_Task to complete_
Set down exactly the entries below, beginning at their first line and ending at the line with "use crate::domain::Operation;".

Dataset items
*** Block opens ***
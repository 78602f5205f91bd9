use std::fs;
use std::path::{Path, PathBuf};

use anyhow::{Context, Result};

use crate::config::LoggingConfig;

pub fn config_path(root: &Path) -> PathBuf {
    root.join("config").join("logging.json")
}

/// Reads the logging config, writing the defaults when none exists yet. A
/// file that does not parse falls back to the defaults.
pub fn read_config(root: &Path) -> LoggingConfig {
    let path = config_path(root);
    match fs::read_to_string(&path) {
        Ok(contents) => match serde_json::from_str(&contents) {
            Ok(cfg) => cfg,
            Err(err) => {
                tracing::warn!("Ignoring malformed {}: {}", path.display(), err);
                LoggingConfig::default()
            }
        },
        Err(err) if err.kind() == std::io::ErrorKind::NotFound => {
            let cfg = LoggingConfig::default();
            if let Err(err) = write_config_atomic(root, &cfg) {
                tracing::debug!("Could not write default logging config: {:#}", err);
            }
            cfg
        }
        Err(_) => LoggingConfig::default(),
    }
}

pub fn write_config_atomic(root: &Path, cfg: &LoggingConfig) -> Result<()> {
    let path = config_path(root);
    if let Some(parent) = path.parent() {
        fs::create_dir_all(parent)
            .with_context(|| format!("creating logging config dir {}", parent.display()))?;
    }

    let tmp_path = path.with_extension("json.tmp");
    let data = serde_json::to_vec_pretty(cfg).context("serializing logging config")?;

    let mut options = fs::OpenOptions::new();
    options.create(true).write(true).truncate(true);
    #[cfg(unix)]
    {
        use std::os::unix::fs::OpenOptionsExt;
        options.mode(0o600);
    }
    let mut file = options
        .open(&tmp_path)
        .with_context(|| format!("opening {}", tmp_path.display()))?;
    std::io::Write::write_all(&mut file, &data)
        .with_context(|| format!("writing {}", tmp_path.display()))?;
    file.sync_all()
        .with_context(|| format!("syncing {}", tmp_path.display()))?;

    fs::rename(&tmp_path, &path)
        .with_context(|| format!("renaming {} -> {}", tmp_path.display(), path.display()))?;
    Ok(())
}
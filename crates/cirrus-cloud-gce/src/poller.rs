//! Operation completion polling

use crate::api::OperationApi;
use crate::domain::Operation;
use crate::error::Result;
use cirrus_cloud::PollConfig;
use tokio::time::{Instant, sleep};

/// Terminal state of a poll
#[derive(Debug, Clone, PartialEq, Eq)]
pub enum PollOutcome {
    /// The operation reached DONE. It may still carry an HTTP error code.
    Done(Operation),
    /// The deadline passed first; holds the last state observed
    TimedOut(Operation),
}

impl PollOutcome {
    pub fn operation(&self) -> &Operation {
        match self {
            PollOutcome::Done(op) | PollOutcome::TimedOut(op) => op,
        }
    }

    pub fn is_done(&self) -> bool {
        matches!(self, PollOutcome::Done(_))
    }
}

/// Re-fetch `operation` every `config.interval` until it is DONE or
/// `config.timeout` has elapsed.
///
/// Operation-level failures are not errors here; callers inspect the
/// returned operation. Only a failing status fetch is an `Err`. Timing out
/// does not cancel anything server-side.
pub async fn await_done<A>(api: &A, operation: Operation, config: &PollConfig) -> Result<PollOutcome>
where
    A: OperationApi + ?Sized,
{
    if operation.is_done() {
        return Ok(PollOutcome::Done(operation));
    }

    let started = Instant::now();
    let mut current = operation;

    loop {
        let elapsed = started.elapsed();
        if elapsed >= config.timeout {
            tracing::warn!(
                "Operation {} still {} after {:?}, giving up",
                current.name,
                current.status,
                elapsed
            );
            return Ok(PollOutcome::TimedOut(current));
        }

        sleep(config.interval.min(config.timeout - elapsed)).await;

        match api.get_operation(&current.self_link).await? {
            Some(op) => current = op,
            None => {
                tracing::warn!("Operation {} not found while polling", current.name);
            }
        }

        tracing::debug!("Operation {} is {}", current.name, current.status);

        if current.is_done() {
            return Ok(PollOutcome::Done(current));
        }
    }
}
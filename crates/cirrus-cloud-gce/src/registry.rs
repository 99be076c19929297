//! Memoized network creation

use crate::api::ComputeApi;
use crate::domain::{Network, NetworkAndAddressRange};
use crate::error::{GceError, Result};
use crate::mutator::ResourceMutator;
use std::collections::HashMap;
use std::sync::{Arc, Mutex};
use tokio::sync::OnceCell;

/// Creates networks at most once per key
///
/// Concurrent callers asking for the same key share one in-flight creation.
/// A successful result is kept until [`NetworkRegistry::forget`] is called
/// for its name; a failed creation is not cached, so the next caller retries.
pub struct NetworkRegistry {
    api: Arc<dyn ComputeApi>,
    mutator: ResourceMutator,
    networks: Mutex<HashMap<NetworkAndAddressRange, Arc<OnceCell<Network>>>>,
}

impl NetworkRegistry {
    pub fn new(api: Arc<dyn ComputeApi>, mutator: ResourceMutator) -> Self {
        Self {
            api,
            mutator,
            networks: Mutex::new(HashMap::new()),
        }
    }

    /// Return the network for `key`, creating it if the provider has none
    pub async fn get_or_create(&self, key: &NetworkAndAddressRange) -> Result<Network> {
        let cell = {
            let mut networks = self.networks.lock().unwrap_or_else(|e| e.into_inner());
            networks.entry(key.clone()).or_default().clone()
        };

        cell.get_or_try_init(|| self.create_if_needed(key))
            .await
            .cloned()
    }

    /// Drop every cached entry for a network name
    pub fn forget(&self, name: &str) {
        let mut networks = self.networks.lock().unwrap_or_else(|e| e.into_inner());
        networks.retain(|key, _| key.name != name);
    }

    async fn create_if_needed(&self, key: &NetworkAndAddressRange) -> Result<Network> {
        if let Some(network) = self.api.get_network(&key.name).await? {
            tracing::debug!("Network {} already exists", key.name);
            return Ok(network);
        }

        self.mutator.create_network(key).await?;

        self.api
            .get_network(&key.name)
            .await?
            .ok_or_else(|| GceError::NotFound(format!("network {}", key.name)))
    }
}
*** Block closes ***
_Problem solution_
repository 78602f5205f91bd9
use std::fs;
use std::path::{Path, PathBuf};

use anyhow::{Context, Result};

use crate::config::LoggingConfig;

pub fn config_path(root: &Path) -> PathBuf {
    root.join("config").join("logging.json")
}

/// Reads the logging config, writing the defaults when none exists yet. A
/// file that does not parse falls back to the defaults.
pub fn read_config(root: &Path) -> LoggingConfig {
    let path = config_path(root);
    match fs::read_to_string(&path) {
        Ok(contents) => match serde_json::from_str(&contents) {
            Ok(cfg) => cfg,
            Err(err) => {
                tracing::warn!("Ignoring malformed {}: {}", path.display(), err);
                LoggingConfig::default()
            }
        },
        Err(err) if err.kind() == std::io::ErrorKind::NotFound => {
            let cfg = LoggingConfig::default();
            if let Err(err) = write_config_atomic(root, &cfg) {
                tracing::debug!("Could not write default logging config: {:#}", err);
            }
            cfg
        }
        Err(_) => LoggingConfig::default(),
    }
}

pub fn write_config_atomic(root: &Path, cfg: &LoggingConfig) -> Result<()> {
    let path = config_path(root);
    if let Some(parent) = path.parent() {
        fs::create_dir_all(parent)
            .with_context(|| format!("creating logging config dir {}", parent.display()))?;
    }

    let tmp_path = path.with_extension("json.tmp");
    let data = serde_json::to_vec_pretty(cfg).context("serializing logging config")?;

    let mut options = fs::OpenOptions::new();
    options.create(true).write(true).truncate(true);
    #[cfg(unix)]
    {
        use std::os::unix::fs::OpenOptionsExt;
        options.mode(0o600);
    }
    let mut file = options
        .open(&tmp_path)
        .with_context(|| format!("opening {}", tmp_path.display()))?;
    std::io::Write::write_all(&mut file, &data)
        .with_context(|| format!("writing {}", tmp_path.display()))?;
    file.sync_all()
        .with_context(|| format!("syncing {}", tmp_path.display()))?;

    fs::rename(&tmp_path, &path)
        .with_context(|| format!("renaming {} -> {}", tmp_path.display(), path.display()))?;
    Ok(())
}
filename crates/cirrus-cloud-gce/src/poller.rs
//! Operation completion polling

use crate::api::OperationApi;
use crate::domain::Operation;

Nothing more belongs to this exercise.